Petitioner Eileen I. (hereinafter the mother) and respondent are the biological parents of Jonna H. (born in 1990). In February 1996, the mother and her current spouse, petitioner Dennis I. (hereinafter the stepfather), commenced this proceeding pursuant to Domestic Relations Law article 7 seeking approval for the stepfather to adopt the minor child. In so doing, petitioners alleged, inter alia, that respondent’s consent was not required as he had abandoned Jonna by failing to visit the child and/or provide financial support. At the conclusion of the hearing that followed, Family Court found that petitioners had failed to establish by clear and convincing evidence that respondent had abandoned his daughter. Accordingly, Family Court dismissed the petition for adoption and this appeal by petitioners ensued.

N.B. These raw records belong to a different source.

//! Binding emitter: derives the exported surface from the normalized
//! template.
//!
//! Purely derived and deterministic given the template: the sorted,
//! deduplicated list of exported wrapper names, a prefixed public export
//! per wrapper, a declaration-only typed alias per wrapper, and the
//! client→operations map literal consumed at runtime. No I/O.

use crate::normalize::{WRAPPER_PARAM, upper_first};
use gqlm_core::{ClientName, Error, OperationName, OperationRegistry, Result};
use handlebars::Handlebars;
use regex::Regex;
use serde::Serialize;

/// One exported call wrapper.
#[derive(Debug, Clone, PartialEq, Eq, Serialize)]
pub struct Binding {
    /// Wrapper identifier inside the generated SDK.
    pub wrapper: String,
    /// Public export name: `<functionPrefix><PascalCase(wrapper)>`.
    pub export_name: String,
    /// Client whose instance services this wrapper, when known.
    pub client: Option<ClientName>,
}

/// Extracts the exported wrapper names from a (normalized) template.
///
/// A wrapper is any identifier immediately followed by the call-argument
/// opening with the reserved first-parameter name. The result is sorted
/// and deduplicated.
///
/// # Examples
///
/// ```
/// use gqlm_codegen::extract_wrappers;
///
/// let template = "return {\n  GetUser(variables) {},\n  GetPosts(variables) {}\n};";
/// assert_eq!(extract_wrappers(template), ["GetPosts", "GetUser"]);
/// ```
#[must_use]
pub fn extract_wrappers(template: &str) -> Vec<String> {
    let pattern =
        Regex::new(&format!(r"(\w+)\s*\({WRAPPER_PARAM}")).expect("wrapper pattern is valid");
    let mut wrappers: Vec<String> = pattern
        .captures_iter(template)
        .map(|captures| captures[1].to_string())
        .collect();
    wrappers.sort();
    wrappers.dedup();
    wrappers
}

/// Emits the runtime bindings module and type declarations.
#[derive(Debug)]
pub struct BindingEmitter<'a> {
    handlebars: Handlebars<'a>,
    function_prefix: String,
}

#[derive(Serialize)]
struct BindingsContext<'a> {
    operations: String,
    clients_union: String,
    bindings: &'a [Binding],
}

impl BindingEmitter<'_> {
    /// Creates an emitter with the built-in templates registered.
    ///
    /// # Errors
    ///
    /// Returns an error if template registration fails (should not happen
    /// with valid built-in templates).
    pub fn new(function_prefix: impl Into<String>) -> Result<Self> {
        let mut handlebars = Handlebars::new();
        handlebars.set_strict_mode(true);

        handlebars
            .register_template_string("bindings", include_str!("../templates/bindings.ts.hbs"))
            .map_err(|e| Error::SerializationError {
                message: format!("Failed to register bindings template: {e}"),
                source: None,
            })?;
        handlebars
            .register_template_string(
                "declarations",
                include_str!("../templates/declarations.d.ts.hbs"),
            )
            .map_err(|e| Error::SerializationError {
                message: format!("Failed to register declarations template: {e}"),
                source: None,
            })?;

        Ok(Self {
            handlebars,
            function_prefix: function_prefix.into(),
        })
    }

    /// Derives the binding list from a normalized template and the
    /// finalized registry.
    ///
    /// The client is resolved by looking the wrapper name up in the
    /// registry's operation lists; wrappers in no list are dispatched to
    /// the default client at runtime and carry no explicit client here.
    #[must_use]
    pub fn bindings(&self, template: &str, registry: &OperationRegistry) -> Vec<Binding> {
        extract_wrappers(template)
            .into_iter()
            .map(|wrapper| {
                let client = registry.owner(&OperationName::new(wrapper.clone())).cloned();
                let export_name = format!("{}{}", self.function_prefix, upper_first(&wrapper));
                Binding {
                    wrapper,
                    export_name,
                    client,
                }
            })
            .collect()
    }

    /// Renders the runtime bindings module.
    ///
    /// # Errors
    ///
    /// Returns a serialization error if rendering fails.
    pub fn render_bindings(
        &self,
        bindings: &[Binding],
        registry: &OperationRegistry,
    ) -> Result<String> {
        let context = BindingsContext {
            operations: registry.to_json().to_string(),
            clients_union: clients_union(registry),
            bindings,
        };
        self.handlebars
            .render("bindings", &context)
            .map_err(|e| Error::SerializationError {
                message: format!("Failed to render bindings module: {e}"),
                source: None,
            })
    }

    /// Renders the declaration-only typed aliases.
    ///
    /// # Errors
    ///
    /// Returns a serialization error if rendering fails.
    pub fn render_declarations(
        &self,
        bindings: &[Binding],
        registry: &OperationRegistry,
    ) -> Result<String> {
        let context = BindingsContext {
            operations: registry.to_json().to_string(),
            clients_union: clients_union(registry),
            bindings,
        };
        self.handlebars
            .render("declarations", &context)
            .map_err(|e| Error::SerializationError {
                message: format!("Failed to render declarations: {e}"),
                source: None,
            })
    }
}

fn clients_union(registry: &OperationRegistry) -> String {
    let clients: Vec<String> = registry
        .iter()
        .map(|(client, _)| format!("'{client}'"))
        .collect();
    if clients.is_empty() {
        "'default'".to_string()
    } else {
        clients.join(" | ")
    }
}

#[cfg(test)]
mod tests {
    use super::*;

    fn registry() -> OperationRegistry {
        let mut registry = OperationRegistry::new();
        registry.add_client(ClientName::new("default"));
        registry.add_client(ClientName::new("blog"));
        registry.register(&ClientName::new("default"), OperationName::new("GetUser"));
        registry.register(&ClientName::new("blog"), OperationName::new("GetPosts"));
        registry
    }

    const TEMPLATE: &str = "return {\n  GetUser(variables) {},\n  GetPosts(variables) {}\n};";

    #[test]
    fn test_extract_wrappers_sorted_dedup() {
        let template = "a(variables) b(variables) a(variables) c (variables)";
        assert_eq!(extract_wrappers(template), ["a", "b", "c"]);
    }

    #[test]
    fn test_extract_wrappers_ignores_other_calls() {
        let template = "GetUser(variables) request(document) other(vars)";
        assert_eq!(extract_wrappers(template), ["GetUser"]);
    }

    #[test]
    fn test_bindings_prefix_and_client() {
        let emitter = BindingEmitter::new("Gql").unwrap();
        let bindings = emitter.bindings(TEMPLATE, &registry());

        let get_posts = bindings.iter().find(|b| b.wrapper == "GetPosts").unwrap();
        assert_eq!(get_posts.export_name, "GqlGetPosts");
        assert_eq!(get_posts.client.as_ref().unwrap().as_str(), "blog");

        let get_user = bindings.iter().find(|b| b.wrapper == "GetUser").unwrap();
        assert_eq!(get_user.export_name, "GqlGetUser");
        assert_eq!(get_user.client.as_ref().unwrap().as_str(), "default");
    }

    #[test]
    fn test_bindings_unlisted_wrapper_has_no_client() {
        let emitter = BindingEmitter::new("Gql").unwrap();
        let bindings = emitter.bindings("stray(variables)", &registry());
        assert_eq!(bindings[0].client, None);
        assert_eq!(bindings[0].export_name, "GqlStray");
    }

    #[test]
    fn test_render_bindings_module() {
        let emitter = BindingEmitter::new("Gql").unwrap();
        let registry = registry();
        let bindings = emitter.bindings(TEMPLATE, &registry);
        let module = emitter.render_bindings(&bindings, &registry).unwrap();

        assert!(module.contains(r#"export const GqlOperations = {"default":["GetUser"],"blog":["GetPosts"]}"#));
        assert!(module.contains(
            "export const GqlGetPosts = (...params) => GqlInstance().handle('blog')['GetPosts'](...params)"
        ));
        assert!(module.contains(
            "export const GqlGetUser = (...params) => GqlInstance().handle('default')['GetUser'](...params)"
        ));
    }

    #[test]
    fn test_render_bindings_without_client() {
        let emitter = BindingEmitter::new("Gql").unwrap();
        let registry = registry();
        let bindings = emitter.bindings("stray(variables)", &registry);
        let module = emitter.render_bindings(&bindings, &registry).unwrap();
        assert!(module.contains("GqlInstance().handle()['stray']"));
    }

    #[test]
    fn test_render_declarations() {
        let emitter = BindingEmitter::new("Gql").unwrap();
        let registry = registry();
        let bindings = emitter.bindings(TEMPLATE, &registry);
        let declarations = emitter.render_declarations(&bindings, &registry).unwrap();

        assert!(declarations.contains("type GqlClients = 'default' | 'blog'"));
        assert!(declarations.contains(
            "export const GqlGetPosts: (...params: Parameters<GqlFunc['GetPosts']>) => ReturnType<GqlFunc['GetPosts']>"
        ));
    }

    #[test]
    fn test_clients_union_empty_registry() {
        let empty = OperationRegistry::new();
        assert_eq!(clients_union(&empty), "'default'");
    }

    #[test]
    fn test_deterministic_output() {
        let emitter = BindingEmitter::new("Gql").unwrap();
        let registry = registry();
        let a = emitter.bindings(TEMPLATE, &registry);
        let b = emitter.bindings(TEMPLATE, &registry);
        assert_eq!(a, b);
    }
}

The Court of Appeals has instructed that “ [abandonment, as it pertains to adoption, relates to such conduct on the part of a parent as evinces a purposeful ridding of parental obligations and the foregoing of parental rights — a withholding of interest, presence, affection, care and support” (Matter of Corey L v Martin L, 45 NY2d 383, 391). In this regard, the intent to forego such parental rights and obligations must be established by clear and convincing evidence, and “a biological parent’s failure to visit and pay support, although significant, are not determinative factors where they are properly explained” (Matter of Joshua, 216 AD2d 749, 751, lv denied 86 NY2d 709).

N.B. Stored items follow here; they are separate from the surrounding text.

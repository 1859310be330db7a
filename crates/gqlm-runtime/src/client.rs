//! Thin HTTP transport for GraphQL requests.
//!
//! One [`GqlClient`] wraps one endpoint. It knows nothing about clients,
//! sessions, or operation ownership; it posts a standard GraphQL request
//! body and folds transport and GraphQL-level failures into a single
//! [`DispatchFailure`] shape for the session to contextualize.

use gqlm_core::GqlError;
use serde::Deserialize;
use serde_json::{Value, json};
use std::collections::BTreeMap;
use tracing::debug;

/// A GraphQL endpoint bound to a shared HTTP connection pool.
#[derive(Debug, Clone)]
pub struct GqlClient {
    http: reqwest::Client,
    endpoint: String,
}

/// Why a dispatched request failed.
///
/// Transport errors carry a synthesized single-entry error list so that
/// callers always have a message to surface.
#[derive(Debug, Clone)]
pub struct DispatchFailure {
    /// HTTP status code when the transport produced one.
    pub status_code: Option<u16>,
    /// GraphQL-level errors, or a synthesized transport error.
    pub gql_errors: Option<Vec<GqlError>>,
}

impl DispatchFailure {
    fn transport(message: String, status_code: Option<u16>) -> Self {
        Self {
            status_code,
            gql_errors: Some(vec![GqlError {
                message,
                path: None,
                extensions: None,
            }]),
        }
    }
}

#[derive(Debug, Deserialize)]
struct GqlResponse {
    #[serde(default)]
    data: Option<Value>,
    #[serde(default)]
    errors: Option<Vec<GqlError>>,
}

impl GqlClient {
    /// Creates a client for one endpoint on a shared connection pool.
    #[must_use]
    pub fn new(http: reqwest::Client, endpoint: impl Into<String>) -> Self {
        Self {
            http,
            endpoint: endpoint.into(),
        }
    }

    /// Endpoint URL this client posts to.
    #[must_use]
    pub fn endpoint(&self) -> &str {
        &self.endpoint
    }

    /// Posts a GraphQL request and returns the response `data` value.
    ///
    /// # Errors
    ///
    /// Returns a [`DispatchFailure`] when the transport fails, the server
    /// responds with a non-success status, or the response carries a
    /// non-empty `errors` array.
    pub async fn request(
        &self,
        query: &str,
        operation_name: &str,
        variables: Option<Value>,
        headers: &BTreeMap<String, String>,
    ) -> Result<Value, DispatchFailure> {
        let body = json!({
            "query": query,
            "variables": variables.unwrap_or(Value::Null),
            "operationName": operation_name,
        });

        let mut request = self.http.post(&self.endpoint).json(&body);
        for (name, value) in headers {
            request = request.header(name, value);
        }

        debug!(endpoint = %self.endpoint, operation = operation_name, "Dispatching GraphQL request");

        let response = request
            .send()
            .await
            .map_err(|err| DispatchFailure::transport(err.to_string(), err.status().map(|s| s.as_u16())))?;

        let status = response.status();
        let parsed: GqlResponse = match response.json().await {
            Ok(parsed) => parsed,
            Err(err) => {
                return Err(DispatchFailure::transport(
                    err.to_string(),
                    Some(status.as_u16()),
                ));
            }
        };

        let has_errors = parsed.errors.as_ref().is_some_and(|errors| !errors.is_empty());
        if !status.is_success() || has_errors {
            return Err(DispatchFailure {
                status_code: Some(status.as_u16()),
                gql_errors: parsed.errors.filter(|errors| !errors.is_empty()),
            });
        }

        Ok(parsed.data.unwrap_or(Value::Null))
    }
}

Here, although respondent admittedly left the mother when *840she was six months pregnant, he was present for his child’s birth and, according to the mother, saw Jonna every six to eight months after that, including her first birthday party. Additionally, the mother acknowledged that respondent sent the child birthday and Christmas cards, and the record established that respondent also sent the child age-appropriate gifts. Although petitioners characterize such contacts as “insubstantial” and argue that respondent’s “sporadic” visitations should not preclude a finding of abandonment, we are of the view that respondent has provided an adequate explanation for both his failure to see his child with greater regularity and his poor history of child support payments.*
The record reveals that following his daughter’s birth, respondent developed a substance abuse problem and, after a near fatal overdose in May 1993, entered a treatment program for approximately three months, during which time he apparently was not permitted to contact his child. It also appears that during the relevant time period, respondent was receiving treatment for a personality disorder. Additionally, the mother conceded at trial that she would not permit respondent, who relocated to Florida in January 1995 for financial reasons and thereafter lacked the funds to visit Jonna in this State, to disclose to Jonna that he was her father. In our view, respondent’s personal difficulties, coupled with the limitations imposed by the mother, certainly hindered respondent’s ability to foster a meaningful relationship with his daughter. As to the issue of child support, respondent, who voluntarily surrendered his professional license in an apparent attempt to avoid disciplinary charges, testified that he lived with his mother and primarily was employed as a waiter. Although the record indicates that respondent did earn certain income following his relocation to Florida, the record also reveals that respondent was unable to work for four months due to the injuries he sustained in a motor vehicle accident, as the result of which he incurred significant medical expenses. In sum, although respondent has not been a model parent, the record does not support a finding that he abandoned his child. Accordingly, Family Court properly dismissed the petition for adoption.
Yesawich Jr., Spain and Graífeo, JJ., concur.
In this regard, the mother testified that respondent had not made any support payments during the three years prior to the hearing and had made only 13 or 14 such payments since the child’s birth.